- [Task directions] What you return must be every line from the beginning of the data through the line holding "if !(min.is_finite() &&", unchanged.

======

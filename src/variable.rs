use std::fmt;
use std::ops::RangeInclusive;

use fixed_map::Map as FixedMap;
use tracing::warn;

use crate::error::{FuzzyError, Result};
use crate::linspace::Linspace;
use crate::math::interp;
use crate::terms::{Key, Membership, Terms};

/// Evenly spaced, strictly increasing points of a universe of discourse
#[derive(Clone, Debug, PartialEq)]
pub struct Universe {
    points: Vec<f64>,
}

impl Universe {
    pub fn new(range: RangeInclusive<f64>, step: f64) -> Result<Self> {
        let (min, max) = (*range.start(), *range.end());

        if !(min.is_finite() && max.is_finite() && step.is_finite()) || step <= 0. || max < min {
            return Err(FuzzyError::InvalidDomain { min, max, step });
        }

        Ok(Self { points: Linspace::with_step(min, max, step).collect() })
    }

    pub fn points(&self) -> &[f64] {
        &self.points
    }

    pub fn len(&self) -> usize {
        self.points.len()
    }

    // Never true; a universe keeps at least its lower bound
    pub fn is_empty(&self) -> bool {
        self.points.is_empty()
    }

    pub fn min(&self) -> f64 {
        self.points[0]
    }

    pub fn max(&self) -> f64 {
        self.points[self.points.len() - 1]
    }

    pub fn midpoint(&self) -> f64 {
        (self.min() + self.max()) / 2.
    }

    pub fn contains(&self, x: f64) -> bool {
        (self.min()..=self.max()).contains(&x)
    }
}

/// A linguistic variable: a universe and the terms sampled over it
pub struct Variable<K: Key> {
    name: &'static str,
    universe: Universe,
    terms: FixedMap<K, Membership>,
}

impl<K: Key + fmt::Debug> Variable<K> {
    pub fn new(name: &'static str, universe: Universe, terms: Terms<K>) -> Self {
        let mut memberships = FixedMap::new();

        for (term, shape) in terms.0.iter() {
            memberships.insert(term, Membership::new(*shape, universe.points()));
        }

        Self { name, universe, terms: memberships }
    }

    pub fn name(&self) -> &'static str {
        self.name
    }

    pub fn universe(&self) -> &Universe {
        &self.universe
    }

    pub fn terms(&self) -> impl Iterator<Item = (K, &Membership)> + '_ {
        self.terms.iter()
    }

    pub fn membership(&self, term: K) -> Result<&Membership> {
        self.terms.get(term).ok_or_else(|| FuzzyError::MissingTerm(format!("{}.{term:?}", self.name)))
    }

    /// Degree of `x` in `term`, clamping `x` onto the universe first
    pub fn degree(&self, term: K, x: f64) -> Result<f64> {
        let x = self.clamp(x)?;
        let membership = self.membership(term)?;

        Ok(interp(x, self.universe.points(), membership.values()))
    }

    /// Degrees of `x` in every term of the variable
    pub fn fuzzify(&self, x: f64) -> Result<Degrees<K>> {
        let x = self.clamp(x)?;
        let mut degrees = FixedMap::new();

        for (term, membership) in self.terms.iter() {
            degrees.insert(term, interp(x, self.universe.points(), membership.values()));
        }

        Ok(Degrees(degrees))
    }

    fn clamp(&self, x: f64) -> Result<f64> {
        if !x.is_finite() {
            return Err(FuzzyError::NonFiniteInput(x));
        }

        if !self.universe.contains(x) {
            let clamped = x.clamp(self.universe.min(), self.universe.max());
            warn!(variable = self.name, input = x, clamped, "input outside of universe, clamping");

            return Ok(clamped);
        }

        Ok(x)
    }
}

/// Fuzzified degrees of one crisp input
pub struct Degrees<K: Key>(FixedMap<K, f64>);

impl<K: Key> Degrees<K> {
    /// Zero for terms the variable does not define
    pub fn get(&self, term: K) -> f64 {
        self.0.get(term).copied().unwrap_or(0.)
    }

    pub fn iter(&self) -> impl Iterator<Item = (K, f64)> + '_ {
        self.0.iter().map(|(term, degree)| (term, *degree))
    }
}
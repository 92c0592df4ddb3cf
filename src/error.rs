use thiserror::Error;

pub type Result<T, E = FuzzyError> = std::result::Result<T, E>;

#[derive(Clone, Debug, Error, PartialEq)]
pub enum FuzzyError {
    /// Shape breakpoints out of order, non-positive sigma or a non-finite parameter
    #[error("invalid {shape} parameters: {reason}")]
    InvalidParameters { shape: &'static str, reason: String },
    #[error("invalid universe {min}..={max} with step {step}")]
    InvalidDomain { min: f64, max: f64, step: f64 },
    #[error("crisp input must be finite, got {0}")]
    NonFiniteInput(f64),
    #[error("expected {expected} membership values, found {found}")]
    ShapeMismatch { expected: usize, found: usize },
    #[error("universe has no points")]
    EmptyUniverse,
    /// The aggregated membership sums to zero so no crisp value is defined
    #[error("aggregated membership is zero everywhere; defuzzification is undefined")]
    DegenerateAggregate,
    #[error("unsupported method `{0}`")]
    UnsupportedMethod(String),
    #[error("term `{0}` is not defined for this variable")]
    MissingTerm(String),
}
use std::io::{self, Write};

use crate::report::{TipReport, VariableReport};

const BARS: [char; 9] = [' ', '▁', '▂', '▃', '▄', '▅', '▆', '▇', '█'];

/// A surface that draws finished results. It is only ever handed a complete
/// report; errors are reported by the caller instead.
pub trait Presenter {
    /// Drops whatever the previous `present` drew
    fn clear(&mut self) -> io::Result<()> {
        Ok(())
    }

    fn present(&mut self, report: &TipReport) -> io::Result<()>;
}

/// Renders curves as block-character sparklines, one row per term
pub struct TextPresenter<W> {
    out: W,
    verbose: bool,
    clear_screen: bool,
}

impl<W: Write> TextPresenter<W> {
    pub fn new(out: W, verbose: bool) -> Self {
        Self { out, verbose, clear_screen: false }
    }

    /// Clear the terminal with ANSI escapes before each redraw
    pub fn clear_screen(self, clear_screen: bool) -> Self {
        Self { clear_screen, ..self }
    }

    pub fn into_inner(self) -> W {
        self.out
    }

    fn variable(&mut self, title: &str, variable: &VariableReport) -> io::Result<()> {
        writeln!(self.out, "{title}")?;

        for term in &variable.terms {
            write!(self.out, "  {:<10} {}", term.name, sparkline(&term.membership))?;
            match term.degree {
                Some(degree) => writeln!(self.out, " {degree:.3}")?,
                None => writeln!(self.out)?,
            }
        }

        Ok(())
    }
}

impl<W: Write> Presenter for TextPresenter<W> {
    fn clear(&mut self) -> io::Result<()> {
        if self.clear_screen {
            write!(self.out, "\x1b[2J\x1b[H")?;
        }

        Ok(())
    }

    fn present(&mut self, report: &TipReport) -> io::Result<()> {
        if self.verbose {
            for input in &report.inputs {
                let title = match input.input {
                    Some(x) => format!("{} quality ({x:.2})", input.name),
                    None => format!("{} quality", input.name),
                };
                self.variable(&title, input)?;
            }
            self.variable("Tip amount", &report.tip)?;

            writeln!(self.out, "Output membership activity")?;
            for rule in &report.rules {
                writeln!(
                    self.out,
                    "  {:<10} {} {:.3}  IF {}",
                    rule.consequence,
                    sparkline(&rule.membership),
                    rule.strength,
                    rule.premise
                )?;
            }

            writeln!(self.out, "Aggregated membership and result (line)")?;
            writeln!(self.out, "  {:<10} {}", "aggregated", sparkline(&report.aggregated))?;
            writeln!(self.out, "  {:<10} {}", "", marker(&report.tip.universe, report.tip_percentage))?;
        }

        writeln!(self.out, "Tip Percentage: {:.2}", report.tip_percentage)?;
        self.out.flush()
    }
}

/// Writes the report as a JSON document per line
pub struct JsonPresenter<W> {
    out: W,
    pretty: bool,
}

impl<W: Write> JsonPresenter<W> {
    pub fn new(out: W, pretty: bool) -> Self {
        Self { out, pretty }
    }

    pub fn into_inner(self) -> W {
        self.out
    }
}

impl<W: Write> Presenter for JsonPresenter<W> {
    fn present(&mut self, report: &TipReport) -> io::Result<()> {
        if self.pretty {
            serde_json::to_writer_pretty(&mut self.out, report)?;
        } else {
            serde_json::to_writer(&mut self.out, report)?;
        }

        writeln!(self.out)?;
        self.out.flush()
    }
}

fn sparkline(values: &[f64]) -> String {
    let top = (BARS.len() - 1) as f64;

    values.iter().map(|v| BARS[(v.clamp(0., 1.) * top).round() as usize]).collect()
}

// A `|` under the universe point closest to `x`
fn marker(universe: &[f64], x: f64) -> String {
    let closest = universe
        .iter()
        .enumerate()
        .min_by(|(_, a), (_, b)| (*a - x).abs().total_cmp(&(*b - x).abs()))
        .map_or(0, |(i, _)| i);

    format!("{}|", " ".repeat(closest))
}
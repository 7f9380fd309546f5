//! # reconciler-session: Editing Session & CLI
//!
//! Everything around the pure engine that touches the outside world:
//! configuration files, environment variables, logging, the editing session
//! that re-invokes the engine after every edit, and definitive total
//! resolution.
//!
//! ## Modules
//!
//! - [`config`] - `reconciler.toml` + `RECONCILER_*` overrides
//! - [`definitive`] - Filename-over-RCV definitive total precedence
//! - [`session`] - Editing session with degraded fallback
//! - [`error`] - Session error types

use tracing_subscriber::EnvFilter;

pub mod config;
pub mod definitive;
pub mod error;
pub mod session;

pub use config::{BaselineMode, ReconcilerConfig};
pub use definitive::{DefinitiveSource, DefinitiveTotal};
pub use error::{SessionError, SessionResult};
pub use session::{BudgetSession, SessionSnapshot, SessionState};

/// Initializes the tracing subscriber on stderr.
///
/// ## Log Levels
/// - `RUST_LOG=debug` - Show debug messages
/// - `RUST_LOG=reconciler=trace` - Show trace for reconciler crates only
/// - Default: INFO, DEBUG for reconciler crates
pub fn init_tracing() {
    let filter = EnvFilter::try_from_default_env()
        .unwrap_or_else(|_| EnvFilter::new("info,reconciler=debug"));

    tracing_subscriber::fmt()
        .with_env_filter(filter)
        .with_writer(std::io::stderr)
        .init();
}
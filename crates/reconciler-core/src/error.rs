//! # Error Types
//!
//! Domain-specific error types for reconciler-core.
//!
//! ## Error Hierarchy
//! ```text
//! ┌─────────────────────────────────────────────────────────────────────────┐
//! │                         Error Types                                     │
//! │                                                                         │
//! │  reconciler-core errors (this file)                                    │
//! │  ├── CoreError        - InvalidInput and Overflow failures             │
//! │  └── ValidationError  - Field-level validation of edits and rates      │
//! │                                                                         │
//! │  reconciler-session errors (separate crate)                            │
//! │  └── SessionError     - Config, I/O, and wrapped CoreError             │
//! │                                                                         │
//! │  Flow: ValidationError → CoreError → SessionError → caller             │
//! └─────────────────────────────────────────────────────────────────────────┘
//! ```
//!
//! The engine rejects unreconcilable totals with [`CoreError::InvalidInput`]
//! and amounts it cannot carry in cents with [`CoreError::Overflow`].
//! The residual shortfall left after correction is not an error.

use thiserror::Error;

use crate::money::Money;

// =============================================================================
// Core Error
// =============================================================================

/// Reconciliation failures.
#[derive(Debug, Error)]
pub enum CoreError {
    /// The budget cannot be reconciled.
    ///
    /// ## When This Occurs
    /// - `definitive_total <= 0`
    /// - Σ material_pre + Σ labor_pre `<= 0` (no categories, or all zero)
    ///
    /// Retrying with the same input fails the same way. Callers fall back to
    /// a degraded display instead of propagating a crash.
    #[error(
        "Invalid totals: definitive total ({definitive_total}) and pre-scale lines ({base_lines}) must be > 0"
    )]
    InvalidInput {
        definitive_total: Money,
        base_lines: Money,
    },

    /// An amount too large to carry in cents through scaling and tax.
    ///
    /// Only reachable with totals near `i64::MAX` cents. Not an
    /// [`CoreError::InvalidInput`]: the totals are positive, just unrepresentable.
    #[error("Arithmetic overflow while computing {stage}")]
    Overflow { stage: &'static str },

    /// A hand edit or configured rate was rejected before reaching the engine.
    #[error("Validation error: {0}")]
    Validation(#[from] ValidationError),
}

impl CoreError {
    /// True for the engine's InvalidInput failure.
    pub fn is_invalid_input(&self) -> bool {
        matches!(self, CoreError::InvalidInput { .. })
    }
}

// =============================================================================
// Validation Error
// =============================================================================

/// Rejections of edited rows, targets and rates.
#[derive(Debug, Error)]
pub enum ValidationError {
    /// Blank category label.
    #[error("{field} is required")]
    Required { field: String },

    /// Category label over [`crate::validation::MAX_CATEGORY_LABEL_LEN`].
    #[error("{field} is longer than {max} characters")]
    TooLong { field: String, max: usize },

    /// Rate outside `min..=max`.
    #[error("{field} must be within {min}..={max}")]
    OutOfRange { field: String, min: String, max: String },

    /// Definitive total of zero or less.
    #[error("{field} must be greater than zero")]
    MustBePositive { field: String },

    /// Negative material or labor figure.
    #[error("{field} must not be negative")]
    MustNotBeNegative { field: String },

    /// A rate that is not a finite, non-negative fraction.
    #[error("{field} is not valid: {reason}")]
    InvalidFormat { field: String, reason: String },
}

// =============================================================================
// Result Type Alias
// =============================================================================

/// Result of an engine call.
pub type CoreResult<T> = Result<T, CoreError>;

// =============================================================================
// Unit Tests
// =============================================================================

======

- [Solution]
filename src/variable.rs
use std::fmt;
use std::ops::RangeInclusive;

use fixed_map::Map as FixedMap;
use tracing::warn;

use crate::error::{FuzzyError, Result};
use crate::linspace::Linspace;
use crate::math::interp;
use crate::terms::{Key, Membership, Terms};

/// Evenly spaced, strictly increasing points of a universe of discourse
#[derive(Clone, Debug, PartialEq)]
pub struct Universe {
    points: Vec<f64>,
}

impl Universe {
    pub fn new(range: RangeInclusive<f64>, step: f64) -> Result<Self> {
        let (min, max) = (*range.start(), *range.end());

        if !(min.is_finite() && max.is_finite() && step.is_finite()) || step <= 0. || max < min {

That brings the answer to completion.